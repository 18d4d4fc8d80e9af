use chrono::{DateTime, Utc};
use serde::{Deserialize, Serialize};
use std::fmt;
use std::str::FromStr;

#[derive(Debug, Clone, Copy, PartialEq, Eq, Serialize, Deserialize)]
#[serde(rename_all = "UPPERCASE")]
pub enum Exchange {
    Hose,
    Hnx,
}

impl Exchange {
    pub fn as_str(&self) -> &'static str {
        match self {
            Exchange::Hose => "HOSE",
            Exchange::Hnx => "HNX",
        }
    }
}

impl fmt::Display for Exchange {
    fn fmt(&self, f: &mut fmt::Formatter<'_>) -> fmt::Result {
        f.write_str(self.as_str())
    }
}

impl FromStr for Exchange {
    type Err = anyhow::Error;

    fn from_str(s: &str) -> Result<Self, Self::Err> {
        match s.trim().to_ascii_uppercase().as_str() {
            "HOSE" => Ok(Exchange::Hose),
            "HNX" => Ok(Exchange::Hnx),
            other => anyhow::bail!("unknown exchange: {other}"),
        }
    }
}

#[derive(Debug, Clone, Copy, PartialEq, Eq, Serialize, Deserialize)]
#[serde(rename_all = "snake_case")]
pub enum GrowthCategory {
    HighGrowth,
    Growth,
    Stable,
    Value,
    Distressed,
    Neutral,
}

impl GrowthCategory {
    pub fn as_str(&self) -> &'static str {
        match self {
            GrowthCategory::HighGrowth => "high_growth",
            GrowthCategory::Growth => "growth",
            GrowthCategory::Stable => "stable",
            GrowthCategory::Value => "value",
            GrowthCategory::Distressed => "distressed",
            GrowthCategory::Neutral => "neutral",
        }
    }

    pub fn description(&self) -> &'static str {
        match self {
            GrowthCategory::HighGrowth => "Strong growth, good outlook",
            GrowthCategory::Growth => "Steady growth",
            GrowthCategory::Stable => "Stable, good dividends",
            GrowthCategory::Value => "Cheap, potential reversal",
            GrowthCategory::Distressed => "Distressed, high risk",
            GrowthCategory::Neutral => "Neutral",
        }
    }
}

#[derive(Debug, Clone, Copy, PartialEq, Eq, Serialize, Deserialize)]
#[serde(rename_all = "snake_case")]
pub enum RiskCategory {
    LowRisk,
    MediumRisk,
    HighRisk,
    VeryHighRisk,
}

impl RiskCategory {
    pub fn as_str(&self) -> &'static str {
        match self {
            RiskCategory::LowRisk => "low_risk",
            RiskCategory::MediumRisk => "medium_risk",
            RiskCategory::HighRisk => "high_risk",
            RiskCategory::VeryHighRisk => "very_high_risk",
        }
    }

    pub fn description(&self) -> &'static str {
        match self {
            RiskCategory::LowRisk => "Low risk, safe",
            RiskCategory::MediumRisk => "Medium risk",
            RiskCategory::HighRisk => "High risk",
            RiskCategory::VeryHighRisk => "Very high risk",
        }
    }
}

#[derive(Debug, Clone, Copy, PartialEq, Eq, Serialize, Deserialize)]
#[serde(rename_all = "snake_case")]
pub enum MarketCapCategory {
    MegaCap,
    LargeCap,
    MidCap,
    SmallCap,
}

impl MarketCapCategory {
    pub fn as_str(&self) -> &'static str {
        match self {
            MarketCapCategory::MegaCap => "mega_cap",
            MarketCapCategory::LargeCap => "large_cap",
            MarketCapCategory::MidCap => "mid_cap",
            MarketCapCategory::SmallCap => "small_cap",
        }
    }

    pub fn description(&self) -> &'static str {
        match self {
            MarketCapCategory::MegaCap => "Mega cap",
            MarketCapCategory::LargeCap => "Large cap blue-chip",
            MarketCapCategory::MidCap => "Mid cap",
            MarketCapCategory::SmallCap => "Small cap",
        }
    }
}

#[derive(Debug, Clone, Copy, PartialEq, Eq, Serialize, Deserialize)]
#[serde(rename_all = "snake_case")]
pub enum MomentumCategory {
    StrongUptrend,
    Uptrend,
    Sideways,
    Downtrend,
    StrongDowntrend,
    Unknown,
}

impl MomentumCategory {
    pub fn as_str(&self) -> &'static str {
        match self {
            MomentumCategory::StrongUptrend => "strong_uptrend",
            MomentumCategory::Uptrend => "uptrend",
            MomentumCategory::Sideways => "sideways",
            MomentumCategory::Downtrend => "downtrend",
            MomentumCategory::StrongDowntrend => "strong_downtrend",
            MomentumCategory::Unknown => "unknown",
        }
    }

    pub fn description(&self) -> &'static str {
        match self {
            MomentumCategory::StrongUptrend => "Strong uptrend",
            MomentumCategory::Uptrend => "Uptrend",
            MomentumCategory::Sideways => "Sideways",
            MomentumCategory::Downtrend => "Downtrend",
            MomentumCategory::StrongDowntrend => "Strong downtrend",
            MomentumCategory::Unknown => "Insufficient technical data",
        }
    }
}

#[derive(Debug, Clone, Copy, PartialEq, Eq, PartialOrd, Ord, Serialize, Deserialize)]
pub enum RatingBand {
    #[serde(rename = "A+")]
    APlus,
    A,
    B,
    C,
    D,
    F,
}

impl RatingBand {
    pub fn from_score(score: f64) -> Self {
        if score >= 8.0 {
            RatingBand::APlus
        } else if score >= 7.0 {
            RatingBand::A
        } else if score >= 6.0 {
            RatingBand::B
        } else if score >= 5.0 {
            RatingBand::C
        } else if score >= 4.0 {
            RatingBand::D
        } else {
            RatingBand::F
        }
    }

    /// Lower bound of the band's score interval, used for `min_rating` filters.
    pub fn min_score(&self) -> f64 {
        match self {
            RatingBand::APlus => 8.0,
            RatingBand::A => 7.0,
            RatingBand::B => 6.0,
            RatingBand::C => 5.0,
            RatingBand::D => 4.0,
            RatingBand::F => 0.0,
        }
    }

    pub fn as_str(&self) -> &'static str {
        match self {
            RatingBand::APlus => "A+",
            RatingBand::A => "A",
            RatingBand::B => "B",
            RatingBand::C => "C",
            RatingBand::D => "D",
            RatingBand::F => "F",
        }
    }

    pub fn recommendation(&self) -> &'static str {
        match self {
            RatingBand::APlus => "Strong Buy",
            RatingBand::A => "Buy",
            RatingBand::B => "Hold/Accumulate",
            RatingBand::C => "Hold",
            RatingBand::D => "Watch",
            RatingBand::F => "Avoid",
        }
    }
}

impl fmt::Display for RatingBand {
    fn fmt(&self, f: &mut fmt::Formatter<'_>) -> fmt::Result {
        f.write_str(self.as_str())
    }
}

impl FromStr for RatingBand {
    type Err = anyhow::Error;

    fn from_str(s: &str) -> Result<Self, Self::Err> {
        match s.trim().to_ascii_uppercase().as_str() {
            "A+" => Ok(RatingBand::APlus),
            "A" => Ok(RatingBand::A),
            "B" => Ok(RatingBand::B),
            "C" => Ok(RatingBand::C),
            "D" => Ok(RatingBand::D),
            "F" => Ok(RatingBand::F),
            other => anyhow::bail!("unknown rating band: {other}"),
        }
    }
}

#[derive(Debug, Clone, PartialEq, Serialize, Deserialize)]
pub struct GrowthClassification {
    pub category: GrowthCategory,
    pub score: f64,
    pub description: String,
    pub roe: f64,
    pub pe: f64,
    pub npm: f64,
}

#[derive(Debug, Clone, PartialEq, Serialize, Deserialize)]
pub struct RiskClassification {
    pub category: RiskCategory,
    /// Higher = riskier, unlike the other component scores.
    pub risk_score: f64,
    pub description: String,
    pub volatility_pct: f64,
    pub debt_equity: f64,
}

#[derive(Debug, Clone, PartialEq, Serialize, Deserialize)]
pub struct MarketCapClassification {
    pub category: MarketCapCategory,
    pub tier: u8,
    pub description: String,
    pub market_cap_value: f64,
    pub market_cap_trillion: f64,
}

#[derive(Debug, Clone, PartialEq, Serialize, Deserialize)]
pub struct MomentumClassification {
    pub category: MomentumCategory,
    pub momentum_score: f64,
    pub description: String,
    pub bullish_signals: Vec<String>,
    pub bearish_signals: Vec<String>,
}

#[derive(Debug, Clone, PartialEq, Serialize, Deserialize)]
pub struct ComponentScores {
    pub growth: f64,
    pub risk_adjusted: f64,
    pub momentum: f64,
}

#[derive(Debug, Clone, PartialEq, Serialize, Deserialize)]
pub struct OverallRating {
    pub score: f64,
    pub rating: RatingBand,
    pub recommendation: String,
    pub component_scores: ComponentScores,
}

/// The unit of cache storage; exists only after a fully successful
/// end-to-end classification.
#[derive(Debug, Clone, PartialEq, Serialize, Deserialize)]
pub struct ClassificationRecord {
    pub symbol: String,
    pub exchange: Exchange,
    pub growth: GrowthClassification,
    pub risk: RiskClassification,
    pub market_cap: MarketCapClassification,
    pub momentum: MomentumClassification,
    pub overall_rating: OverallRating,
    pub scan_timestamp: DateTime<Utc>,
}

#[cfg(test)]
mod tests {
    use super::*;

    #[test]
    fn exchange_round_trips_through_serde() {
        let v = serde_json::to_value(Exchange::Hose).unwrap();
        assert_eq!(v, serde_json::json!("HOSE"));
        let back: Exchange = serde_json::from_value(v).unwrap();
        assert_eq!(back, Exchange::Hose);
    }

    #[test]
    fn rating_band_serializes_with_plus_sign() {
        let v = serde_json::to_value(RatingBand::APlus).unwrap();
        assert_eq!(v, serde_json::json!("A+"));
        assert_eq!("A+".parse::<RatingBand>().unwrap(), RatingBand::APlus);
    }

    #[test]
    fn categories_serialize_as_snake_case() {
        assert_eq!(
            serde_json::to_value(GrowthCategory::HighGrowth).unwrap(),
            serde_json::json!("high_growth")
        );
        assert_eq!(
            serde_json::to_value(RiskCategory::VeryHighRisk).unwrap(),
            serde_json::json!("very_high_risk")
        );
        assert_eq!(
            serde_json::to_value(MomentumCategory::StrongDowntrend).unwrap(),
            serde_json::json!("strong_downtrend")
        );
    }
}
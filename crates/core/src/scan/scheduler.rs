use chrono::{DateTime, Duration, NaiveTime, Utc};
use std::future::Future;
use std::pin::Pin;

/// How often the scheduler wakes up to look for due jobs.
const POLL_INTERVAL: std::time::Duration = std::time::Duration::from_secs(60);

#[derive(Debug, Clone, Copy, PartialEq, Eq)]
pub enum Trigger {
    /// Fires once per day at the given wall-clock time (UTC).
    DailyAt { hour: u32, minute: u32 },
    /// Fires on a fixed period, measured from the previous run.
    Every(Duration),
}

impl Trigger {
    /// `last_run` doubles as the schedule anchor: `run` seeds it at startup,
    /// so an unanchored (`None`) job only exists before that and counts as
    /// immediately due.
    pub fn is_due(&self, last_run: Option<DateTime<Utc>>, now: DateTime<Utc>) -> bool {
        match *self {
            Trigger::DailyAt { hour, minute } => {
                let Some(target) = NaiveTime::from_hms_opt(hour, minute, 0) else {
                    return false;
                };
                let scheduled = now.date_naive().and_time(target).and_utc();
                now >= scheduled && last_run.map_or(true, |lr| lr < scheduled)
            }
            Trigger::Every(period) => last_run.map_or(true, |lr| now - lr >= period),
        }
    }
}

type JobFuture = Pin<Box<dyn Future<Output = anyhow::Result<()>> + Send>>;
type JobFn = Box<dyn Fn() -> JobFuture + Send + Sync>;

struct ScheduledJob {
    name: String,
    trigger: Trigger,
    last_run: Option<DateTime<Utc>>,
    run: JobFn,
}

/// Cooperative single-threaded scheduler: polls once a minute and runs any
/// due job to completion before checking again. A long scan simply delays
/// the next poll, so overlapping runs of the same job cannot happen.
#[derive(Default)]
pub struct Scheduler {
    jobs: Vec<ScheduledJob>,
}

impl Scheduler {
    pub fn new() -> Self {
        Self { jobs: Vec::new() }
    }

    pub fn add_job<F, Fut>(&mut self, name: &str, trigger: Trigger, job: F)
    where
        F: Fn() -> Fut + Send + Sync + 'static,
        Fut: Future<Output = anyhow::Result<()>> + Send + 'static,
    {
        tracing::info!(job = name, ?trigger, "scheduled job registered");
        self.jobs.push(ScheduledJob {
            name: name.to_string(),
            trigger,
            last_run: None,
            run: Box::new(move || Box::pin(job())),
        });
    }

    /// Runs every due job sequentially. A job error is logged and does not
    /// unschedule the job or stop the others.
    pub async fn run_pending(&mut self, now: DateTime<Utc>) {
        for job in &mut self.jobs {
            if !job.trigger.is_due(job.last_run, now) {
                continue;
            }

            tracing::info!(job = %job.name, "running scheduled job");
            job.last_run = Some(now);
            if let Err(err) = (job.run)().await {
                tracing::error!(job = %job.name, error = %err, "scheduled job failed");
            }
        }
    }

    /// Anchors every job at `now`: `DailyAt` waits for the next target
    /// instant and `Every` waits one full period. A restart therefore never
    /// reruns a window that already passed today.
    fn seed_baseline(&mut self, now: DateTime<Utc>) {
        for job in &mut self.jobs {
            job.last_run = Some(now);
        }
    }

    /// Poll loop; never returns. Callers stop it by dropping the future
    /// (e.g. a `select!` against a shutdown signal).
    pub async fn run(mut self) {
        self.seed_baseline(Utc::now());
        loop {
            self.run_pending(Utc::now()).await;
            tokio::time::sleep(POLL_INTERVAL).await;
        }
    }
}
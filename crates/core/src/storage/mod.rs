pub mod classification_cache;
pub mod scan_runs;

use anyhow::Context;

pub async fn migrate(pool: &sqlx::PgPool) -> anyhow::Result<()> {
    sqlx::migrate!("./migrations")
        .run(pool)
        .await
        .context("sqlx migrations failed")?;
    Ok(())
}
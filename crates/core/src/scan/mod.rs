pub mod orchestrator;
pub mod scheduler;
pub mod universe;
use anyhow::Context;
use chrono::{DateTime, Utc};
use serde_json::Value;
use uuid::Uuid;

/// Audit row for one scan batch; the cache mutations themselves live in
/// `classification_cache`.
#[allow(clippy::too_many_arguments)]
pub async fn record_scan_run(
    pool: &sqlx::PgPool,
    mode: &str,
    started_at: DateTime<Utc>,
    finished_at: DateTime<Utc>,
    total: i32,
    successful: i32,
    failed: i32,
    summary: Option<Value>,
) -> anyhow::Result<Uuid> {
    let id = Uuid::new_v4();

    sqlx::query(
        "INSERT INTO scan_runs (id, mode, started_at, finished_at, total, successful, failed, summary) \
         VALUES ($1, $2, $3, $4, $5, $6, $7, $8)",
    )
    .persistent(false)
    .bind(id)
    .bind(mode)
    .bind(started_at)
    .bind(finished_at)
    .bind(total)
    .bind(successful)
    .bind(failed)
    .bind(summary)
    .execute(pool)
    .await
    .context("insert scan_runs failed")?;

    Ok(id)
}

• [What you will do]: In the records above, count the lines that contain the word "Stable" and state only that count.

• [Problem solution]: 3